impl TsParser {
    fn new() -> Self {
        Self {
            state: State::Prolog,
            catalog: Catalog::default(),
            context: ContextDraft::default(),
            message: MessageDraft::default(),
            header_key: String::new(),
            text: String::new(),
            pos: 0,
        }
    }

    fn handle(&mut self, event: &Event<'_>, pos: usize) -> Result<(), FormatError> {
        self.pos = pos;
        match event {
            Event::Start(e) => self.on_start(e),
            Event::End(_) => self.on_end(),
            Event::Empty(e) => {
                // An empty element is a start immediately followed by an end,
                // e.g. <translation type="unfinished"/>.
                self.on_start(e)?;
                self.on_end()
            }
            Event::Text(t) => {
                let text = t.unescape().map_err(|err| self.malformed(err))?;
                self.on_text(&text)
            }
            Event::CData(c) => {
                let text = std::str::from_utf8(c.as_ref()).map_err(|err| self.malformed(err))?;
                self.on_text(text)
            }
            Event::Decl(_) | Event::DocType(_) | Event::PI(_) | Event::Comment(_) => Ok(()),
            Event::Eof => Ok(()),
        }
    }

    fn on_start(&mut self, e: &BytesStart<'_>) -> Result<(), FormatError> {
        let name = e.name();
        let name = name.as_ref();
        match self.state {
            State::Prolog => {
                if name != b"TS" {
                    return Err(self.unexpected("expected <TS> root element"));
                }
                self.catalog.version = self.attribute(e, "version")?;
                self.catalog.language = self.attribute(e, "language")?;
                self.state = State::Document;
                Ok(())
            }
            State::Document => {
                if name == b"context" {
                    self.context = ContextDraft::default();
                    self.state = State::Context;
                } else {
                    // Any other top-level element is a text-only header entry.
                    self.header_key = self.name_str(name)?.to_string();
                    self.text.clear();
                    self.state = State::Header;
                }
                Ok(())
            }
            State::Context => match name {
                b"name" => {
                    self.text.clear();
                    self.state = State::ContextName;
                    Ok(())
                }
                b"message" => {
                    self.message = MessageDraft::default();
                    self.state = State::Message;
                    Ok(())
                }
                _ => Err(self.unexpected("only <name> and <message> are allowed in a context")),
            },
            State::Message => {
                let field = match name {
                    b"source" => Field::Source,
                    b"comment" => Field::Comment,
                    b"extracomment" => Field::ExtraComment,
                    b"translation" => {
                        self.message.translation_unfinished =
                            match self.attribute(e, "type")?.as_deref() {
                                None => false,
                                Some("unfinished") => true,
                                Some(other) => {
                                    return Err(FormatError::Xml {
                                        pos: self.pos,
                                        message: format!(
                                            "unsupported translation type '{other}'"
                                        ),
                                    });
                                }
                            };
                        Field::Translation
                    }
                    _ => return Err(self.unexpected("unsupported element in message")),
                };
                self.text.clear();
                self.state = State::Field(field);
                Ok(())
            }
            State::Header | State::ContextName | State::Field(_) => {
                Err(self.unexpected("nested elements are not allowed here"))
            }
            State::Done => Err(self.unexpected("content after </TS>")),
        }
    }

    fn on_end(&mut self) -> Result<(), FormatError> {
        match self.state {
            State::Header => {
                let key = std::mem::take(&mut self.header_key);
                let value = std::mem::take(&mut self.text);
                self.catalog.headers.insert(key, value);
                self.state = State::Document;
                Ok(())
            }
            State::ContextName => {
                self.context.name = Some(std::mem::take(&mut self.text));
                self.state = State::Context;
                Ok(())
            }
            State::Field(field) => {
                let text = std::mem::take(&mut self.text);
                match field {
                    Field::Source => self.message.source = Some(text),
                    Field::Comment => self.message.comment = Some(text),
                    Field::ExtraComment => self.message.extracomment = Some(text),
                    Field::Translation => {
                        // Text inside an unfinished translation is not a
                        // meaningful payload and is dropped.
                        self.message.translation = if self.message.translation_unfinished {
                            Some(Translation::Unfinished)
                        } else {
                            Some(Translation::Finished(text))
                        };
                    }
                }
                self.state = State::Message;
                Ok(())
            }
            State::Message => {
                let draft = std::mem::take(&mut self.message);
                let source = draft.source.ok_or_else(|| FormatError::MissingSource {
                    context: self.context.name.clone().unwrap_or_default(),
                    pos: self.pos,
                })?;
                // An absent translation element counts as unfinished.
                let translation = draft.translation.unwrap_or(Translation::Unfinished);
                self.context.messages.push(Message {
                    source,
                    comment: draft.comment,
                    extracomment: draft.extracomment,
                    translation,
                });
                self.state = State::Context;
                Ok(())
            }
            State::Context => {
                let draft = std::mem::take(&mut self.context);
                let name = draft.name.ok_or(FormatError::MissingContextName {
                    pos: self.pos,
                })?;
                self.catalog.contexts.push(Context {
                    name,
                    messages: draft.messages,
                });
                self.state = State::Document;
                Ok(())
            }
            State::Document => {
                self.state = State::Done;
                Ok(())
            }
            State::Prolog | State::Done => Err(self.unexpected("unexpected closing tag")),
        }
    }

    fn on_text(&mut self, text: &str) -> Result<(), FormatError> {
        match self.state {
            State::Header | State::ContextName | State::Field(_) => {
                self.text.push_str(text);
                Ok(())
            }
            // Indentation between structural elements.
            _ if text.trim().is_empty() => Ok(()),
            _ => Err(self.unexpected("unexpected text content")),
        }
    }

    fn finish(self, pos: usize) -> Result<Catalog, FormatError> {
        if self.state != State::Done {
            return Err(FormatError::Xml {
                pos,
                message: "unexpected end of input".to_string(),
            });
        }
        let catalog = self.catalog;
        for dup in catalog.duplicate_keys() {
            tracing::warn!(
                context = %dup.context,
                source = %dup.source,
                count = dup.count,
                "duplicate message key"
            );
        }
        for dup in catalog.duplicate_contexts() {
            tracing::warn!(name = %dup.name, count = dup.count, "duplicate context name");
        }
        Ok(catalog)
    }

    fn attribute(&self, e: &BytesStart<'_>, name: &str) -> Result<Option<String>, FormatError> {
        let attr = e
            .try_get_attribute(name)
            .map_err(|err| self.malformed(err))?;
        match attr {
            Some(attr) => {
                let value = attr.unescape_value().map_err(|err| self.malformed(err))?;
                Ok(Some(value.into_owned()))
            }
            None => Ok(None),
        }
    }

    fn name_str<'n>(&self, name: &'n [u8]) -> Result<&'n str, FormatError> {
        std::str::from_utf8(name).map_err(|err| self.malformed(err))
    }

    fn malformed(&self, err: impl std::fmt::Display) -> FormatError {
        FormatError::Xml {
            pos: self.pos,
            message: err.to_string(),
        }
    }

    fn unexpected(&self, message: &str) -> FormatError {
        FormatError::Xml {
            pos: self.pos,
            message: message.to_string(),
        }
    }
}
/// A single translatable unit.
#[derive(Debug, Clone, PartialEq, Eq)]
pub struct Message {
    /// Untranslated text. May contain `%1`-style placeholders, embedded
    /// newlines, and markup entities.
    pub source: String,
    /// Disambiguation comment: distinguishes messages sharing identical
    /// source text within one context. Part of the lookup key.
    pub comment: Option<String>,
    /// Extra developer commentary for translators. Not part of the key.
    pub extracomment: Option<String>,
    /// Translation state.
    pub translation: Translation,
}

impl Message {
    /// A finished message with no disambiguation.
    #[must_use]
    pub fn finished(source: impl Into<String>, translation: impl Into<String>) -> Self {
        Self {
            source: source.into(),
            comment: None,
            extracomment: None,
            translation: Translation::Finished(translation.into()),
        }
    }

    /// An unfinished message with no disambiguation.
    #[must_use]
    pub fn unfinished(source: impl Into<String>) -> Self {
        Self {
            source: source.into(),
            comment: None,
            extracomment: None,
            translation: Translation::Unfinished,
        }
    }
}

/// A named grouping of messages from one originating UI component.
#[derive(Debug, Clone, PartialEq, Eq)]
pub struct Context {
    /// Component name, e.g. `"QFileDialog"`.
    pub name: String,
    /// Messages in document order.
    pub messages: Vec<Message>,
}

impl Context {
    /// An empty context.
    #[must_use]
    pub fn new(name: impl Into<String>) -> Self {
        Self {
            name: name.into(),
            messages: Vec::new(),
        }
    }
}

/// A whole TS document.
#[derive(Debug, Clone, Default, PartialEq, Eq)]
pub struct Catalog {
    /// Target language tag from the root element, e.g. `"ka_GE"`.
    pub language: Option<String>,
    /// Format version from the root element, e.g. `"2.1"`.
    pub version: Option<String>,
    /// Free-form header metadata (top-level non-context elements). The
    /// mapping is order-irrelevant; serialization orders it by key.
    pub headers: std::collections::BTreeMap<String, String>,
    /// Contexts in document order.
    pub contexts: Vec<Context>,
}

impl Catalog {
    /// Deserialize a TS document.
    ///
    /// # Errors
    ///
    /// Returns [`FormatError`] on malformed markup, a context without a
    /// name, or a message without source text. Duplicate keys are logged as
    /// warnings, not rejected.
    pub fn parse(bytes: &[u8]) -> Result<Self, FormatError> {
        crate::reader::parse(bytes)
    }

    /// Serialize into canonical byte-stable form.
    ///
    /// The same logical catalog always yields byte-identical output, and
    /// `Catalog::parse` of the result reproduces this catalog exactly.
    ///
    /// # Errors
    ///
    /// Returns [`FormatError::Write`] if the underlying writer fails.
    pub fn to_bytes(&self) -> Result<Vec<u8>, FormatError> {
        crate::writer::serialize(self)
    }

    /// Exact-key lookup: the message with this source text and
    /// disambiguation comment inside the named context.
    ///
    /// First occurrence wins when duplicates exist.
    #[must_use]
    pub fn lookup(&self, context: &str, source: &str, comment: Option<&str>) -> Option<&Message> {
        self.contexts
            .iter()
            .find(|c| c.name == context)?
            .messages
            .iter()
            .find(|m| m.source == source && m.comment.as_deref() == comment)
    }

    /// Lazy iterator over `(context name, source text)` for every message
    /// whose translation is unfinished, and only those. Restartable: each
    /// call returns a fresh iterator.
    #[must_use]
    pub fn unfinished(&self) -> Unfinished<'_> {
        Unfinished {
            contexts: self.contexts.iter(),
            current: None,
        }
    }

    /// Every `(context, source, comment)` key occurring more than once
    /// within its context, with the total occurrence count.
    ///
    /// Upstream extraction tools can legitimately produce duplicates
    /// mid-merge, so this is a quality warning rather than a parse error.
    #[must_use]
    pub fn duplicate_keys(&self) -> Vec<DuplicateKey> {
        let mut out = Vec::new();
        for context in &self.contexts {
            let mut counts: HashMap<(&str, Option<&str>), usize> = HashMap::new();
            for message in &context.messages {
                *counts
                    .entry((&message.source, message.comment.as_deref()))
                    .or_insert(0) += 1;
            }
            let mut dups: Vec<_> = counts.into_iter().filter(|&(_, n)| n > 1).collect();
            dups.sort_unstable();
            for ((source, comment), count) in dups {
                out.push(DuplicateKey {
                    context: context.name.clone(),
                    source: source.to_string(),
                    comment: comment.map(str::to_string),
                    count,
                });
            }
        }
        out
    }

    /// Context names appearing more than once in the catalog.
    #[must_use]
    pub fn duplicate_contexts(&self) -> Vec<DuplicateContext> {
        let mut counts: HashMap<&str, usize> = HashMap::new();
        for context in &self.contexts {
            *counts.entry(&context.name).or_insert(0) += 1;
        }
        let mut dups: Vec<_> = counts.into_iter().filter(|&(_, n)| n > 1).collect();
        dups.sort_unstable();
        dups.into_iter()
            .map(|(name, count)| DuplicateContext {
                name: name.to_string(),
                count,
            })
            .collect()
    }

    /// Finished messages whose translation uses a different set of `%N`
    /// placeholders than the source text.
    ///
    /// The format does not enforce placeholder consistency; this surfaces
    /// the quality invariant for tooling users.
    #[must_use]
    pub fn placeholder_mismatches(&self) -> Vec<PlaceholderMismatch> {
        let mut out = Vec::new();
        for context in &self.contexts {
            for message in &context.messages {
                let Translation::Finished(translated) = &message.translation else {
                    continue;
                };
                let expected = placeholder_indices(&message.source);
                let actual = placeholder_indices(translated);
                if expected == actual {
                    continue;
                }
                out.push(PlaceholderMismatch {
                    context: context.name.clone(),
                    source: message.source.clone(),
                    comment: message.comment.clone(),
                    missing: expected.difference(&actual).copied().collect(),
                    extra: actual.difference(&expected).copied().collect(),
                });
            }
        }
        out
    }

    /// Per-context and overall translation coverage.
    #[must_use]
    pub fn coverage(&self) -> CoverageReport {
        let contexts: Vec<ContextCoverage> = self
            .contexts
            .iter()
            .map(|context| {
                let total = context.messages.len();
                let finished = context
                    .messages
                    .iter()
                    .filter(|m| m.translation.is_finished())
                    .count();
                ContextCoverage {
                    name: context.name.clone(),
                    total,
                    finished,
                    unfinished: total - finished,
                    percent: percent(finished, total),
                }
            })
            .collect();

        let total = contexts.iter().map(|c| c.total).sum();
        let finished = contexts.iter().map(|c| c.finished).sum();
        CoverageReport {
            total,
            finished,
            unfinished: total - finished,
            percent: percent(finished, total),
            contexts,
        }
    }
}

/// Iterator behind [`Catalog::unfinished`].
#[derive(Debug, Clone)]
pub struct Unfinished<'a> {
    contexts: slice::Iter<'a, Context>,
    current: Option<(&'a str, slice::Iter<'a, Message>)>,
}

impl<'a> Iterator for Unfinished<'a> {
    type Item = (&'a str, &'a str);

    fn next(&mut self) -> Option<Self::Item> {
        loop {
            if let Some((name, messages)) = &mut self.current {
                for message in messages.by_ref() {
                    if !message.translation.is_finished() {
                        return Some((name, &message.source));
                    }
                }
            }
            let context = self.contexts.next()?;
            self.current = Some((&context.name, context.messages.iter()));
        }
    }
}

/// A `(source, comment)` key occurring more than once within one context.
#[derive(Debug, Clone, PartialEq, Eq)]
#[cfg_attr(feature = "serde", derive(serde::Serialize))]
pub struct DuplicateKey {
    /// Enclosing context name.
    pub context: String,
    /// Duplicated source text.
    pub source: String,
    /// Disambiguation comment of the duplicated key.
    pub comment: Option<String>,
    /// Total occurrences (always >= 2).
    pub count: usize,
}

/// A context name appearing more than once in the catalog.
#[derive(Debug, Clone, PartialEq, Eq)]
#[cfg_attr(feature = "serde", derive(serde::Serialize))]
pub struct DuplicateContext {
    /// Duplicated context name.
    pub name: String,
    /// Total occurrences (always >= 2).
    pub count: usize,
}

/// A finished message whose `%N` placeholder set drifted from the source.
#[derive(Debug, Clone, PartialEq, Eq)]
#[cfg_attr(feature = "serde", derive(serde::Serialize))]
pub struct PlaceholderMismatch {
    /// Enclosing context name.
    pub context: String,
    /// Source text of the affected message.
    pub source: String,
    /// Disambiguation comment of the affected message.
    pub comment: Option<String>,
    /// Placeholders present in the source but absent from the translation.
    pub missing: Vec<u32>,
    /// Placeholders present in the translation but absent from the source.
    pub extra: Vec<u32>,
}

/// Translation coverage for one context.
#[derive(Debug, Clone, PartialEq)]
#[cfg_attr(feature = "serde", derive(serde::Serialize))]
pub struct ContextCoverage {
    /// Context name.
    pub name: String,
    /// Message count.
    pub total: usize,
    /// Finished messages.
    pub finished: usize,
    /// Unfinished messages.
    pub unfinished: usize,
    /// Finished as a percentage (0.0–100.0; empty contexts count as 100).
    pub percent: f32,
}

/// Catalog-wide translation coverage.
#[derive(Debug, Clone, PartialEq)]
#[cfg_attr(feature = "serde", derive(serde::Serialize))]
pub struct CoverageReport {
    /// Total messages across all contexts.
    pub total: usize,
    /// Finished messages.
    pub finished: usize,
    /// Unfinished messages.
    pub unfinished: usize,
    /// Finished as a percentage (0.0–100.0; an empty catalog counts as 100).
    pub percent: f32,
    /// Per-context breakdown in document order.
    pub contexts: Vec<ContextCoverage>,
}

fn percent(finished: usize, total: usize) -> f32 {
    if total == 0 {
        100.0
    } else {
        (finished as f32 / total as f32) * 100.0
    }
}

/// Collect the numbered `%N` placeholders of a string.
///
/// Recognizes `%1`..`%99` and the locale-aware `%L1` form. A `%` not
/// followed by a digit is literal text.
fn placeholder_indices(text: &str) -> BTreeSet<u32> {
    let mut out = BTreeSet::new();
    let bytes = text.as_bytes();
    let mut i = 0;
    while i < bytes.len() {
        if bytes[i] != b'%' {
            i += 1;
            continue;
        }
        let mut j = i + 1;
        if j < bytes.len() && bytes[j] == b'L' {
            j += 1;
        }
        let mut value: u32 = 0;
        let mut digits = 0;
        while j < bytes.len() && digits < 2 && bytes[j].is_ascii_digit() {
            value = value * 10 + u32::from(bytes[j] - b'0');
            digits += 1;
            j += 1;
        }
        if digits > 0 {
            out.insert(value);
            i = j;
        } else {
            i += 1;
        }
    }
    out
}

PROBLEM STATEMENT. Search the records above for the string "absent" and copy each line that holds it.

THE ANSWER.
                // An absent translation element counts as unfinished.
    /// Placeholders present in the source but absent from the translation.
    /// Placeholders present in the translation but absent from the source.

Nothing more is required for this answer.